Wherever a line of the data contains "Items", copy that line.

-- THE DATA --
^^^^^^^^^^^^^^^^

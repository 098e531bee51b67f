//! Labels over a token's surface value and its normal forms.
//!
//! The case-shape and dictionary labels only apply to textual tokens; on any
//! other value they evaluate to false instead of failing, so they can be used
//! on mixed token streams.
use std::cmp::Ordering;
use std::fmt;
use std::sync::Arc;

use rustc_hash::FxHashSet;

use crate::{LabelError, Token, TokenValue, ValueKind};

#[derive(Clone, Copy, PartialEq, Eq)]
enum CharCase {
    Lower,
    Upper,
    Title,
    Uncased,
}

fn char_case(c: char) -> CharCase {
    if c.is_lowercase() {
        CharCase::Lower
    } else if c.is_uppercase() {
        CharCase::Upper
    } else if c.to_lowercase().ne(std::iter::once(c)) {
        // Titlecase letters such as 'ǅ' are neither upper nor lower.
        CharCase::Title
    } else {
        CharCase::Uncased
    }
}

fn all_cased_are(text: &str, wanted: CharCase) -> bool {
    let mut cased = false;
    for case in text.chars().map(char_case) {
        match case {
            CharCase::Uncased => {}
            case if case == wanted => cased = true,
            _ => return false,
        }
    }
    cased
}

fn is_title_text(text: &str) -> bool {
    let mut cased = false;
    let mut previous_is_cased = false;
    for case in text.chars().map(char_case) {
        match case {
            CharCase::Upper | CharCase::Title => {
                if previous_is_cased {
                    return false;
                }
                previous_is_cased = true;
                cased = true;
            }
            CharCase::Lower => {
                if !previous_is_cased {
                    return false;
                }
                previous_is_cased = true;
                cased = true;
            }
            CharCase::Uncased => previous_is_cased = false,
        }
    }
    cased
}

/// At least one cased character, and every cased character is lowercase.
pub fn is_lower(token: &Token) -> bool {
    token
        .text()
        .is_some_and(|text| all_cased_are(text, CharCase::Lower))
}

pub fn is_upper(token: &Token) -> bool {
    token
        .text()
        .is_some_and(|text| all_cased_are(text, CharCase::Upper))
}

/// Uppercase characters only follow uncased ones and lowercase characters
/// only follow cased ones, so every word starts with a capital.
pub fn is_title(token: &Token) -> bool {
    token.text().is_some_and(is_title_text)
}

/// First character uppercase and last character lowercase. "ПАО" is not
/// capitalized, "Москва" is; "ТАСС-Урал" counts as capitalized too.
pub fn is_capitalized(token: &Token) -> bool {
    token.text().is_some_and(|text| {
        let mut chars = text.chars();
        let first = chars.next();
        let last = chars.next_back().or(first);
        matches!(
            (first.map(char_case), last.map(char_case)),
            (Some(CharCase::Upper), Some(CharCase::Lower))
        )
    })
}

pub fn eq(token: &Token, value: &TokenValue) -> bool {
    token.value == *value
}

pub fn not_eq(token: &Token, value: &TokenValue) -> bool {
    token.value != *value
}

/// What `in` and `not-in` look into.
#[derive(Clone, Debug, PartialEq)]
pub enum Haystack {
    /// Membership by value equality.
    Items(Vec<TokenValue>),
    /// Substring search; the token has to be textual.
    Text(String),
}

pub fn contains(token: &Token, haystack: &Haystack) -> Result<bool, LabelError> {
    match haystack {
        Haystack::Items(items) => Ok(items.iter().any(|item| *item == token.value)),
        Haystack::Text(text) => match token.text() {
            Some(needle) => Ok(text.contains(needle)),
            None => Err(LabelError::TypeMismatch {
                operation: "search",
                left: token.value.kind(),
                right: ValueKind::Text,
            }),
        },
    }
}

pub fn not_contains(token: &Token, haystack: &Haystack) -> Result<bool, LabelError> {
    contains(token, haystack).map(|found| !found)
}

fn ordered(
    token: &Token,
    value: &TokenValue,
    accept: impl Fn(Ordering) -> bool,
) -> Result<bool, LabelError> {
    Ok(token.value.partial_compare(value)?.is_some_and(accept))
}

pub fn gt(token: &Token, value: &TokenValue) -> Result<bool, LabelError> {
    ordered(token, value, Ordering::is_gt)
}

pub fn lt(token: &Token, value: &TokenValue) -> Result<bool, LabelError> {
    ordered(token, value, Ordering::is_lt)
}

pub fn gte(token: &Token, value: &TokenValue) -> Result<bool, LabelError> {
    ordered(token, value, Ordering::is_ge)
}

pub fn lte(token: &Token, value: &TokenValue) -> Result<bool, LabelError> {
    ordered(token, value, Ordering::is_le)
}

pub fn is_instance(token: &Token, kind: &ValueKind) -> bool {
    kind.matches(&token.value)
}

type CustomFn = dyn Fn(&Token, &[Token]) -> bool + Send + Sync;

/// A caller-supplied label, called with the token and the match stack.
#[derive(Clone)]
pub struct CustomPredicate(Arc<CustomFn>);

impl CustomPredicate {
    pub fn new(predicate: impl Fn(&Token, &[Token]) -> bool + Send + Sync + 'static) -> Self {
        Self(Arc::new(predicate))
    }

    pub fn call(&self, token: &Token, stack: &[Token]) -> bool {
        (self.0)(token, stack)
    }
}

impl fmt::Debug for CustomPredicate {
    fn fmt(&self, f: &mut fmt::Formatter<'_>) -> fmt::Result {
        f.write_str("CustomPredicate(..)")
    }
}

impl PartialEq for CustomPredicate {
    fn eq(&self, other: &Self) -> bool {
        Arc::ptr_eq(&self.0, &other.0)
    }
}

pub fn custom(token: &Token, predicate: &CustomPredicate, stack: &[Token]) -> bool {
    predicate.call(token, stack)
}

fn normal_form_in(token: &Token, words: &FxHashSet<String>) -> bool {
    token
        .forms
        .iter()
        .any(|form| words.contains(&form.normal_form))
}

/// True if any form's normal form is in `words`.
pub fn dictionary(token: &Token, words: &FxHashSet<String>) -> bool {
    token.text().is_some() && normal_form_in(token, words)
}

/// True if no form's normal form is in `words`. Still false for non-text tokens.
pub fn dictionary_not(token: &Token, words: &FxHashSet<String>) -> bool {
    token.text().is_some() && !normal_form_in(token, words)
}
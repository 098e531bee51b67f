use enumap::EnuMap;

#[derive(EnuMap, Debug, Clone, Copy, PartialEq, Eq)]
enum Gender {
    Masc,
    Femn,
    Neut,
}

#[derive(EnuMap, Debug, Clone, Copy, PartialEq, Eq)]
enum GrammaticalCase {
    Nominative,
    GenitiveTwo,
}

#[test]
fn test_from_fn_visits_every_variant() {
    let map = GenderMap::from_fn(|gender| gender != Gender::Neut);

    assert_eq!(map.get(&Gender::Masc), &true);
    assert_eq!(map.get(&Gender::Femn), &true);
    assert_eq!(map.get(&Gender::Neut), &false);
}

#[test]
fn test_maps_compare_as_a_whole() {
    let a = GenderMap::from_fn(|gender| gender == Gender::Masc);
    let b = GenderMap {
        masc: true,
        femn: false,
        neut: false,
    };
    assert_eq!(a, b);
    assert_ne!(a, GenderMap::default());
}

#[test]
fn test_enumap_mut() {
    let mut map = GenderMap::<u8>::default();

    *map.get_mut(&Gender::Masc) = 100;
    *map.get_mut(&Gender::Femn) = 200;

    assert_eq!(map.get(&Gender::Masc), &100);
    assert_eq!(map.get(&Gender::Femn), &200);
    assert_eq!(map.get(&Gender::Neut), &0);
}

#[test]
fn test_iter_follows_declaration_order() {
    let map = GenderMap {
        masc: "m",
        femn: "f",
        neut: "n",
    };
    let visited: Vec<_> = map.iter().map(|(gender, tag)| (gender, *tag)).collect();
    assert_eq!(
        visited,
        vec![(Gender::Masc, "m"), (Gender::Femn, "f"), (Gender::Neut, "n")]
    );
    assert_eq!(Gender::ALL, [Gender::Masc, Gender::Femn, Gender::Neut]);
}

#[test]
fn test_multi_word_variants_become_snake_case_fields() {
    let map = GrammaticalCaseMap {
        nominative: 1,
        genitive_two: 2,
    };
    assert_eq!(map.get(&GrammaticalCase::GenitiveTwo), &2);
}
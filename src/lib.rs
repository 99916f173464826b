//! chatsuite - browser-driven end-to-end suite for a team chat server
//!
//! Drives a real browser over the WebDriver protocol against a running
//! chat server, setting up fixtures through the server's REST API and
//! asserting on the channel discovery UI.

pub mod api;
pub mod browser;
pub mod cli;
pub mod commands;
pub mod common;
pub mod suite;

// Re-export commonly used types for tests
pub use common::{Error, Result};
pub use suite::{run_suite, SuiteReport};
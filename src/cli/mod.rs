//! CLI command handling
//!
//! Loads configuration, applies flag overrides, and dispatches into the
//! suite runner.

use std::path::Path;

use colored::Colorize;

use crate::api::ApiClient;
use crate::browser;
use crate::commands::Commands;
use crate::common::config::Config;
use crate::common::Result;
use crate::suite;

fn load_config(
    path: Option<&Path>,
    server_url: Option<String>,
    webdriver_url: Option<String>,
) -> Result<Config> {
    let mut config = Config::load(path)?;
    if let Some(url) = server_url {
        config.server.base_url = url;
    }
    if let Some(url) = webdriver_url {
        config.webdriver.url = url;
    }
    Ok(config)
}

/// Dispatch a CLI command
pub async fn dispatch(command: Commands) -> Result<()> {
    match command {
        Commands::Run {
            scenario,
            verbose,
            server_url,
            webdriver_url,
            config,
        } => {
            let config = load_config(config.as_deref(), server_url, webdriver_url)?;
            let report = suite::run_suite(&config, scenario.as_deref(), verbose).await?;

            if !report.all_passed() {
                // Scenario failures were already reported in the summary
                std::process::exit(1);
            }
            Ok(())
        }

        Commands::List => {
            println!("Available scenarios:");
            for scenario in suite::catalogue() {
                println!(
                    "  {}  {}",
                    scenario.name.white().bold(),
                    scenario.description.dimmed()
                );
            }
            Ok(())
        }

        Commands::Check {
            server_url,
            webdriver_url,
            config,
        } => {
            let config = load_config(config.as_deref(), server_url, webdriver_url)?;
            let mut failed = false;

            let api = ApiClient::new(&config.server.base_url, &config.timeouts)?;
            match api.ping().await {
                Ok(()) => println!(
                    "  {} chat server reachable at {}",
                    "✓".green(),
                    config.server.base_url
                ),
                Err(e) => {
                    println!("  {} chat server: {}", "✗".red(), e);
                    failed = true;
                }
            }

            match browser::webdriver_ready(&config.webdriver.url, &config.timeouts).await {
                Ok(true) => println!(
                    "  {} WebDriver ready at {}",
                    "✓".green(),
                    config.webdriver.url
                ),
                Ok(false) => {
                    println!(
                        "  {} WebDriver at {} is not ready for new sessions",
                        "✗".red(),
                        config.webdriver.url
                    );
                    failed = true;
                }
                Err(e) => {
                    println!("  {} WebDriver: {}", "✗".red(), e);
                    failed = true;
                }
            }

            if failed {
                std::process::exit(1);
            }
            Ok(())
        }
    }
}
//! Configuration file handling

use serde::Deserialize;
use std::path::Path;

use super::paths::config_path;
use super::Result;

/// Main configuration structure
#[derive(Debug, Clone, Deserialize, Default)]
pub struct Config {
    /// Chat server settings
    #[serde(default)]
    pub server: ServerConfig,

    /// WebDriver endpoint settings
    #[serde(default)]
    pub webdriver: WebDriverConfig,

    /// Timeout settings
    #[serde(default)]
    pub timeouts: Timeouts,
}

/// Chat server settings
#[derive(Debug, Clone, Deserialize)]
pub struct ServerConfig {
    /// Base URL of the chat server under test
    #[serde(default = "default_server_url")]
    pub base_url: String,

    /// Admin account used for fixture creation and config updates
    #[serde(default = "default_admin_username")]
    pub admin_username: String,

    #[serde(default = "default_admin_password")]
    pub admin_password: String,
}

impl Default for ServerConfig {
    fn default() -> Self {
        Self {
            base_url: default_server_url(),
            admin_username: default_admin_username(),
            admin_password: default_admin_password(),
        }
    }
}

fn default_server_url() -> String {
    "http://localhost:8065".to_string()
}
fn default_admin_username() -> String {
    "admin".to_string()
}
fn default_admin_password() -> String {
    "admin".to_string()
}

/// WebDriver endpoint settings
#[derive(Debug, Clone, Deserialize)]
pub struct WebDriverConfig {
    /// URL of the WebDriver endpoint (e.g. a chromedriver instance)
    #[serde(default = "default_webdriver_url")]
    pub url: String,
}

impl Default for WebDriverConfig {
    fn default() -> Self {
        Self {
            url: default_webdriver_url(),
        }
    }
}

fn default_webdriver_url() -> String {
    "http://localhost:9515".to_string()
}

/// Timeout settings
///
/// Every wait in the suite uses these fixed budgets; there is no retry
/// logic beyond the poll loop, and exceeding a budget fails the scenario.
#[derive(Debug, Clone, Deserialize)]
pub struct Timeouts {
    /// Budget for an element to reach the expected state
    #[serde(default = "default_element_wait")]
    pub element_wait_secs: u64,

    /// Timeout for a single HTTP request (REST or WebDriver)
    #[serde(default = "default_request")]
    pub request_secs: u64,

    /// Interval between element-wait polls
    #[serde(default = "default_poll_interval")]
    pub poll_interval_ms: u64,

    /// Pause after typing into a search box, to let results settle
    #[serde(default = "default_settle")]
    pub settle_ms: u64,
}

impl Default for Timeouts {
    fn default() -> Self {
        Self {
            element_wait_secs: default_element_wait(),
            request_secs: default_request(),
            poll_interval_ms: default_poll_interval(),
            settle_ms: default_settle(),
        }
    }
}

fn default_element_wait() -> u64 {
    10
}
fn default_request() -> u64 {
    30
}
fn default_poll_interval() -> u64 {
    250
}
fn default_settle() -> u64 {
    500
}

impl Config {
    /// Load configuration
    ///
    /// An explicit path must exist and parse; without one, the default
    /// config file is used if present, and built-in defaults otherwise.
    pub fn load(path: Option<&Path>) -> Result<Self> {
        if let Some(path) = path {
            let content = std::fs::read_to_string(path).map_err(|e| super::Error::FileRead {
                path: path.display().to_string(),
                error: e.to_string(),
            })?;
            return toml::from_str(&content).map_err(|e| super::Error::ConfigParse(e.to_string()));
        }

        if let Some(path) = config_path() {
            if path.exists() {
                let content =
                    std::fs::read_to_string(&path).map_err(|e| super::Error::FileRead {
                        path: path.display().to_string(),
                        error: e.to_string(),
                    })?;
                return toml::from_str(&content)
                    .map_err(|e| super::Error::ConfigParse(e.to_string()));
            }
        }
        Ok(Self::default())
    }
}

#[cfg(test)]
mod tests {
    use super::*;
    use std::io::Write;

    #[test]
    fn test_defaults() {
        let config = Config::default();
        assert_eq!(config.server.base_url, "http://localhost:8065");
        assert_eq!(config.webdriver.url, "http://localhost:9515");
        assert_eq!(config.timeouts.element_wait_secs, 10);
        assert_eq!(config.timeouts.settle_ms, 500);
    }

    #[test]
    fn test_partial_file_keeps_section_defaults() {
        let config: Config = toml::from_str(
            r#"
            [server]
            base_url = "http://chat.example.test:8065"

            [timeouts]
            element_wait_secs = 3
            "#,
        )
        .unwrap();

        assert_eq!(config.server.base_url, "http://chat.example.test:8065");
        assert_eq!(config.server.admin_username, "admin");
        assert_eq!(config.timeouts.element_wait_secs, 3);
        assert_eq!(config.timeouts.poll_interval_ms, 250);
        assert_eq!(config.webdriver.url, "http://localhost:9515");
    }

    #[test]
    fn test_load_explicit_path() {
        let mut file = tempfile::NamedTempFile::new().unwrap();
        writeln!(file, "[webdriver]\nurl = \"http://localhost:4444\"").unwrap();

        let config = Config::load(Some(file.path())).unwrap();
        assert_eq!(config.webdriver.url, "http://localhost:4444");
    }

    #[test]
    fn test_load_missing_explicit_path_fails() {
        let result = Config::load(Some(Path::new("/nonexistent/chatsuite.toml")));
        assert!(result.is_err());
    }

    #[test]
    fn test_load_invalid_toml_fails() {
        let mut file = tempfile::NamedTempFile::new().unwrap();
        writeln!(file, "[server\nbase_url = oops").unwrap();

        let result = Config::load(Some(file.path()));
        assert!(matches!(
            result,
            Err(crate::common::Error::ConfigParse(_))
        ));
    }
}
//! chatsuite - browser-driven end-to-end suite for a team chat server
//!
//! Sets up fixtures over REST, drives the channel discovery UI through a
//! WebDriver browser, and reports per-scenario pass/fail.

use clap::Parser;
use chatsuite::{cli, commands::Commands, common};

#[derive(Parser)]
#[command(name = "chatsuite", about = "End-to-end suite for the chat server's channel discovery UI")]
#[command(version, long_about = None)]
struct Cli {
    #[command(subcommand)]
    command: Commands,
}

#[tokio::main]
async fn main() {
    common::logging::init_cli();

    let cli = Cli::parse();

    if let Err(e) = cli::dispatch(cli.command).await {
        eprintln!("Error: {e}");
        std::process::exit(1);
    }
}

^^^^^^^^^^^^^^^^

-- SOLUTION TO THE EXERCISE --
    Items(Vec<TokenValue>),
        Haystack::Items(items) => Ok(items.iter().any(|item| *item == token.value)),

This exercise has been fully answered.